The sequence for a full groom is:

  1. Pick out the feet, as there may be stones or other foreign objects stuck in the horse’s foot.
  2. Brush the body. Start at the shoulder/neck area and work your way back along the body, making sure the horse is safely tied or held.
  3. Brush out the mane. Tease out the tail with your fingers or a soft body brush. Never use a mane comb as this breaks the hair and will result in the horse having a light tail.
  4. Clean the head. Never use a dandy brush on the horse’s head as the bristles are too rough; use a body brush and be firm but gentle.
  5. Sponge the eyes, nostrils and dock with separate sponges, colour-coded to ensure that there is no cross infection.
  6. Finish off with a cloth to remove the dust that has risen from grooming and is lying on top of the coat.

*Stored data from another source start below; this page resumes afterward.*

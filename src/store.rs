use std::collections::HashMap;

use serde::{Deserialize, Serialize};

use crate::error::StoreError;

/// One recorded game.
#[derive(Debug, Clone, PartialEq, Eq, Default, Serialize, Deserialize)]
pub struct Kifu {
    #[serde(default, skip_serializing_if = "Option::is_none")]
    pub id: Option<String>,
    #[serde(default, skip_serializing_if = "Option::is_none")]
    pub name: Option<String>,
    #[serde(default, skip_serializing_if = "Option::is_none")]
    pub comment: Option<String>,
    #[serde(default, skip_serializing_if = "Option::is_none")]
    pub enabled: Option<bool>,
    #[serde(default, skip_serializing_if = "Option::is_none")]
    pub sig: Option<String>,
    #[serde(default)]
    pub moves: Vec<String>,
}

impl Kifu {
    /// Display title: name, then id, then `#<position in folder>`.
    pub fn title(&self, index: usize) -> String {
        self.name
            .as_deref()
            .filter(|s| !s.is_empty())
            .or_else(|| self.id.as_deref().filter(|s| !s.is_empty()))
            .map_or_else(|| format!("#{}", index + 1), str::to_string)
    }

    fn matches(&self, needle: &str) -> bool {
        let contains = |field: &Option<String>| {
            field
                .as_deref()
                .is_some_and(|text| text.to_lowercase().contains(needle))
        };
        contains(&self.name) || contains(&self.comment)
    }
}

#[derive(Debug, Clone, PartialEq, Eq, Serialize, Deserialize)]
pub struct BigFolder {
    pub name: String,
    #[serde(
        rename = "defaultColor",
        default,
        skip_serializing_if = "Option::is_none"
    )]
    pub default_color: Option<String>,
}

/// List entry for one kifu in a folder.
#[derive(Debug, Clone, PartialEq, Eq, Serialize)]
pub struct KifuSummary {
    /// Position in the unfiltered folder list.
    pub index: usize,
    pub title: String,
    pub preview: String,
}

#[derive(Debug, Clone, PartialEq, Eq, Default, Serialize, Deserialize)]
pub struct Store {
    #[serde(rename = "bigFolders", default)]
    pub big_folders: Vec<BigFolder>,
    #[serde(rename = "smallByBig", default)]
    pub small_by_big: HashMap<String, Vec<String>>,
    #[serde(rename = "kifuByPath", default)]
    pub kifu_by_path: HashMap<String, Vec<Kifu>>,
}

impl Store {
    pub fn from_json(text: &str) -> Result<Self, StoreError> {
        Ok(serde_json::from_str(text)?)
    }

    pub fn small_folders(&self, big: &str) -> &[String] {
        self.small_by_big
            .get(big)
            .map(Vec::as_slice)
            .unwrap_or(&[])
    }

    pub fn kifus(&self, big: &str, small: &str) -> &[Kifu] {
        self.kifu_by_path
            .get(&folder_path(big, small))
            .map(Vec::as_slice)
            .unwrap_or(&[])
    }

    /// Case-insensitive substring filter over name and comment.
    /// Matches keep their index in the unfiltered list.
    pub fn search<'a>(
        &'a self,
        big: &str,
        small: &str,
        query: &str,
    ) -> impl Iterator<Item = (usize, &'a Kifu)> + 'a {
        let needle = query.trim().to_lowercase();
        self.kifus(big, small)
            .iter()
            .enumerate()
            .filter(move |(_, kifu)| needle.is_empty() || kifu.matches(&needle))
    }

    pub fn summaries(
        &self,
        big: &str,
        small: &str,
        query: &str,
        preview_chars: usize,
    ) -> Vec<KifuSummary> {
        self.search(big, small, query)
            .map(|(index, kifu)| KifuSummary {
                index,
                title: kifu.title(index),
                preview: kifu
                    .comment
                    .as_deref()
                    .unwrap_or_default()
                    .chars()
                    .take(preview_chars)
                    .collect(),
            })
            .collect()
    }

    pub fn kifu(&self, big: &str, small: &str, index: usize) -> Result<&Kifu, StoreError> {
        let path = folder_path(big, small);
        let list = self
            .kifu_by_path
            .get(&path)
            .ok_or_else(|| StoreError::UnknownFolder { path: path.clone() })?;
        list.get(index)
            .ok_or(StoreError::KifuNotFound { path, index })
    }
}

fn folder_path(big: &str, small: &str) -> String {
    format!("{big}/{small}")
}
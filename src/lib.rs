use wasm_bindgen::prelude::*;

pub mod autoplay;
pub mod board;
pub mod config;
pub mod error;
pub mod notation;
pub mod render;
pub mod replay;
pub mod store;
pub mod types;
pub mod wasm;

pub use board::Board;
pub use error::{ReplayError, StoreError};
pub use notation::parse_move;
pub use replay::{ReplayOutcome, Session, player_at, replay};
pub use types::{Cell, Player, Position};

#[wasm_bindgen]
pub fn wasm_ready() -> bool {
    true
}
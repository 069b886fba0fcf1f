use std::fmt;
use std::str::FromStr;

use once_cell::sync::Lazy;

use crate::error::ReplayError;
use crate::types::{BOARD_LEN, BOARD_WIDTH, Position};

static LABELS: Lazy<Vec<String>> = Lazy::new(|| {
    (0..BOARD_LEN)
        .map(|index| {
            let col = (b'A' + (index % BOARD_WIDTH) as u8) as char;
            format!("{col}{}", index / BOARD_WIDTH + 1)
        })
        .collect()
});

/// Parses a move token such as `"F5"` into a zero-based position.
///
/// The letter is case-sensitive (`A`..=`H`) and must be followed by exactly
/// one digit `1`..=`8`.
pub fn parse_move(notation: &str) -> Result<Position, ReplayError> {
    let invalid = || ReplayError::InvalidNotation {
        notation: notation.to_string(),
    };

    let mut chars = notation.chars();
    let letter = chars.next().ok_or_else(invalid)?;
    if !('A'..='H').contains(&letter) {
        return Err(invalid());
    }
    let col = letter as u8 - b'A';

    let row = match chars.as_str().as_bytes() {
        [digit @ b'1'..=b'8'] => digit - b'1',
        _ => return Err(invalid()),
    };

    Position::new(row, col).ok_or_else(invalid)
}

impl Position {
    /// Canonical notation, e.g. `"F5"` for row 4, col 5.
    pub fn notation(self) -> &'static str {
        &LABELS[self.index()]
    }
}

impl FromStr for Position {
    type Err = ReplayError;

    fn from_str(s: &str) -> Result<Self, Self::Err> {
        parse_move(s)
    }
}

impl fmt::Display for Position {
    fn fmt(&self, f: &mut fmt::Formatter<'_>) -> fmt::Result {
        f.write_str(self.notation())
    }
}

Never give a full groom when the horse/pony is living out. Instead, pick out the feet and use a rubber curry comb with circular motion and a dandy brush with the lie of the hair to remove caked mud. Do not use a body brush on the horse’s body as it takes out the natural oils in the coat, which provide heat and act as a barrier to the rain. It is important to remove mud and sweat marks from the areas that are covered with tack (bridle and saddle/rollers and boots) before exercising to avoid sores developing when the horse sweats and the tack rubs against the skin.

Safety while grooming

  • Never stand directly behind the horse. Always work close to the horse or pony and a little to the side so he can see you;
  • Never sit or kneel beside the horse when grooming the lower parts. Always bend or squat;
  • Never crawl under the horse to get at the other side; and,
  • Do not leave grooming tools underfoot while grooming. Put them where you will not trip over them and the horse will not step on them.